Irwin Cotler, ex-advogado de Nelson Mandela e ex-procurador-geral do Canadá, está elaborando uma proposta de um tribunal criminal especial para a Ucrânia. Ele acredita que a Suíça pode desempenhar um papel importante na garantia de justiça para o país invadido.

Cotler considera a agressão russa contra a Ucrânia como um possível genocídio. O advogado é, até agora, o único entrevistado em nossa série sobre crimes de guerra na Ucrânia que defende essa interpretação.

SWI swissinfo.ch: Como chefe de Estado, o presidente russo, Vladimir Putin, tem imunidade diplomática. Quem poderia processar alguém como ele?

Irwin Cotler: Putin na verdade não tem imunidade diplomática para crimes de guerra internacional e crimes contra a humanidade, por exemplo, sob a jurisdição do Tribunal Penal Internacional [TPI]. Mas o que é necessário neste momento é um tribunal internacional independente que julgue o crime de agressão, já que esse crime não é processável sob as estruturas legais existentes e é por isso que Putin tem imunidade.

SWI: A Rússia já se envolveu em uma guerra na Síria, em 2015, que não deu em nada. Centenas de milhares de pessoas morreram, e a Rússia foi acusada de usar táticas de terra arrasada e bombardear deliberadamente hospitais e casas de civis – como na Ucrânia hoje. Bashar al-Assad ainda é presidente. Você acha que os presidentes sírio e russo têm algo em comum?

IC: Em ambos os casos de Assad e Putin, a comunidade internacional acabou cedendo à cultura de criminalidade e impunidade. Por exemplo, a comunidade internacional não interveio quando a Rússia atacou a Chechênia, invadiu a Geórgia, anexou a Crimeia e bombardeou a Síria. Putin pode muito bem ter pensado que, se a comunidade internacional não fez nada em cada um desses pontos de ataque, [então] por que deveria se importar se a Rússia invadir a Ucrânia? [A Ucrânia] no pensamento de Putin não era um estado independente em nenhum caso; [ele] tinha que ser “desnazificado” e fazia parte da Rússia. Portanto, as lições de tudo isso são os perigos da indiferença, da inação diante da atrocidade em massa e até mesmo de genocídio, além da nossa responsabilidade em prevenir e proteger.

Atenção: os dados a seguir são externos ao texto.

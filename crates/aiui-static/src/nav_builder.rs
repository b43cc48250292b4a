//! Builds the docs navigation tree from scanned pages.

use std::collections::HashMap;

use aiui_manifest::{NavItem, NavTree};

use crate::scanner::DocPage;

/// URL path of a page under the docs base path.
pub fn page_path(route_base_docs: &str, slug: &str) -> String {
    let base = route_base_docs.trim_end_matches('/');
    if slug == "index" {
        if base.is_empty() {
            "/".to_string()
        } else {
            base.to_string()
        }
    } else {
        format!("{}/{}", base, slug)
    }
}

#[derive(Debug)]
struct Node {
    title: String,
    path: String,
    children: Vec<usize>,
}

/// Builds a [`NavTree`] from pages sorted by the scanner.
#[derive(Debug)]
pub struct NavBuilder<'a> {
    pages: &'a [DocPage],
    route_base_docs: &'a str,
}

impl<'a> NavBuilder<'a> {
    pub fn new(pages: &'a [DocPage], route_base_docs: &'a str) -> Self {
        Self {
            pages,
            route_base_docs,
        }
    }

    /// Single-segment slugs become root items; nested slugs hang under
    /// their parent slug. Missing parents get a placeholder named after the
    /// directory, which a later page with that slug takes over.
    pub fn build(&self) -> NavTree {
        let mut nodes: Vec<Node> = Vec::new();
        let mut by_slug: HashMap<String, usize> = HashMap::new();
        let mut roots: Vec<usize> = Vec::new();

        for page in self.pages.iter().filter(|p| p.nav) {
            let path = page_path(self.route_base_docs, &page.slug);

            if let Some(&existing) = by_slug.get(&page.slug) {
                // Fill in a placeholder created by an earlier child.
                nodes[existing].title = page.title.clone();
                nodes[existing].path = path;
                continue;
            }

            let index = nodes.len();
            nodes.push(Node {
                title: page.title.clone(),
                path,
                children: Vec::new(),
            });
            by_slug.insert(page.slug.clone(), index);

            match parent_slug(&page.slug) {
                Some(parent) => {
                    let parent = self.ensure_parent(parent, &mut nodes, &mut by_slug, &mut roots);
                    nodes[parent].children.push(index);
                }
                None => roots.push(index),
            }
        }

        NavTree {
            items: roots.iter().map(|&i| to_item(&nodes, i)).collect(),
        }
    }

    /// Index of the node for `slug`, creating placeholders up to the root.
    fn ensure_parent(
        &self,
        slug: &str,
        nodes: &mut Vec<Node>,
        by_slug: &mut HashMap<String, usize>,
        roots: &mut Vec<usize>,
    ) -> usize {
        if let Some(&index) = by_slug.get(slug) {
            return index;
        }

        let name = slug.rsplit('/').next().unwrap_or(slug);
        let index = nodes.len();
        nodes.push(Node {
            title: placeholder_title(name),
            path: page_path(self.route_base_docs, slug),
            children: Vec::new(),
        });
        by_slug.insert(slug.to_string(), index);

        match parent_slug(slug) {
            Some(parent) => {
                let parent = self.ensure_parent(parent, nodes, by_slug, roots);
                nodes[parent].children.push(index);
            }
            None => roots.push(index),
        }

        index
    }
}

fn parent_slug(slug: &str) -> Option<&str> {
    if slug == "index" {
        return None;
    }
    slug.rsplit_once('/').map(|(parent, _)| parent)
}

/// `getting-started` -> `Getting Started`
fn placeholder_title(name: &str) -> String {
    name.split(['-', '_'])
        .filter(|w| !w.is_empty())
        .map(|word| {
            let mut chars = word.chars();
            match chars.next() {
                Some(c) => c.to_uppercase().collect::<String>() + &chars.as_str().to_lowercase(),
                None => String::new(),
            }
        })
        .collect::<Vec<_>>()
        .join(" ")
}

fn to_item(nodes: &[Node], index: usize) -> NavItem {
    let node = &nodes[index];
    NavItem {
        title: node.title.clone(),
        path: Some(node.path.clone()),
        children: node.children.iter().map(|&c| to_item(nodes, c)).collect(),
    }
}

#[cfg(test)]
mod tests {
    use super::*;
    use pretty_assertions::assert_eq;
    use std::path::PathBuf;

    fn page(slug: &str, title: &str) -> DocPage {
        DocPage {
            source: PathBuf::from(format!("{}.md", slug)),
            relative: PathBuf::from(format!("{}.md", slug)),
            slug: slug.to_string(),
            title: title.to_string(),
            order: 0,
            nav: true,
        }
    }

    #[test]
    fn builds_paths_under_base() {
        assert_eq!(page_path("/docs", "index"), "/docs");
        assert_eq!(page_path("/docs/", "guide/intro"), "/docs/guide/intro");
        assert_eq!(page_path("/", "index"), "/");
        assert_eq!(page_path("", "intro"), "/intro");
    }

    #[test]
    fn nests_pages_under_parents() {
        let pages = vec![
            page("index", "Home"),
            page("guide", "Guide"),
            page("guide/intro", "Intro"),
        ];

        let tree = NavBuilder::new(&pages, "/docs").build();

        assert_eq!(tree.items.len(), 2);
        assert_eq!(tree.items[0].path.as_deref(), Some("/docs"));
        assert_eq!(tree.items[1].title, "Guide");
        assert_eq!(tree.items[1].children[0].path.as_deref(), Some("/docs/guide/intro"));
    }

    #[test]
    fn creates_placeholder_ancestors() {
        let pages = vec![page("api/client/getting-started", "Start")];

        let tree = NavBuilder::new(&pages, "/docs").build();

        let api = &tree.items[0];
        assert_eq!(api.title, "Api");
        assert_eq!(api.path.as_deref(), Some("/docs/api"));
        let client = &api.children[0];
        assert_eq!(client.title, "Client");
        assert_eq!(client.children[0].title, "Start");
    }

    #[test]
    fn later_page_fills_placeholder() {
        let pages = vec![page("guide/setup", "Setup"), page("guide", "The Guide")];

        let tree = NavBuilder::new(&pages, "/docs").build();

        assert_eq!(tree.items.len(), 1);
        assert_eq!(tree.items[0].title, "The Guide");
        assert_eq!(tree.items[0].children.len(), 1);
    }

    #[test]
    fn hidden_pages_are_skipped() {
        let mut hidden = page("secret", "Secret");
        hidden.nav = false;

        let tree = NavBuilder::new(&[hidden], "/docs").build();

        assert!(tree.items.is_empty());
    }

    #[test]
    fn placeholder_titles_are_title_cased() {
        assert_eq!(placeholder_title("getting-started"), "Getting Started");
        assert_eq!(placeholder_title("API"), "Api");
    }
}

Na verdade, a Rússia está violando a Convenção do Genocídio em três áreas: primeiro, ao incitar de forma direta e pública o genocídio, uma violação permanente da Convenção sobre a Prevenção e Punição do Crime de Genocídio, Link externoconforme declarado pela Suprema Corte do CanadáLink externo ; em segundo lugar, essa intenção genocida pode ser inferida a partir do planejamento e execução de crimes de atrocidade em massa, como estamos vendo a Rússia executar; e a terceira violação é a situação de risco, causada pelo crime de agressão,  incitação direta e pública ao genocídio e a condição de crimes de atrocidade em massa. Sendo assim, os Estados Partes da Convenção do Genocídio têm a obrigação de prevenir e proteger, o que é uma obrigação autônoma que não precisa aguardar a prática real do próprio genocídio.

SWI: O que deve acontecer a seguir, depois que o mundo tiver visto o que a guerra russa trouxe para a Ucrânia?

IC: Em um mundo ideal, estaríamos garantindo justiça para as vítimas e responsabilidade para os infratores. Em nosso mundo real existem várias iniciativas que estamos tentando desenvolver e outras que precisam ser desenvolvidas. Estas ações incluem a iniciativa da Corte Internacional de Justiça que, em um julgamento provisório, exortou a Rússia a cessar e desistir de seus atos de agressão e se retirar da Ucrânia; em segundo lugar, investigações em andamento para possíveis processos no Tribunal Penal Internacional; em terceiro, processos sob o princípio da jurisdição universal; em quarto, os processos em curso pela própria Ucrânia; e, finalmente, o estabelecimento de um tribunal independente para o julgamento do crime de agressão, que não está agora sob a jurisdição de nenhuma das abordagens existentes.

SWI: Você acha que países com status neutro, como a Suíça, poderiam fazer algo para ajudar os ucranianos a buscar justiça?

IC: Faço parte de um grupo junto com Hans Corel, ex-assessor jurídico das Nações Unidas, e David Crane, ex-Procurador Especial para Serra Leoa, que redigiu a  proposta de estatuto do tribunal como membros da Força-Tarefa criada após o início da guerra pela Global Accountability Network.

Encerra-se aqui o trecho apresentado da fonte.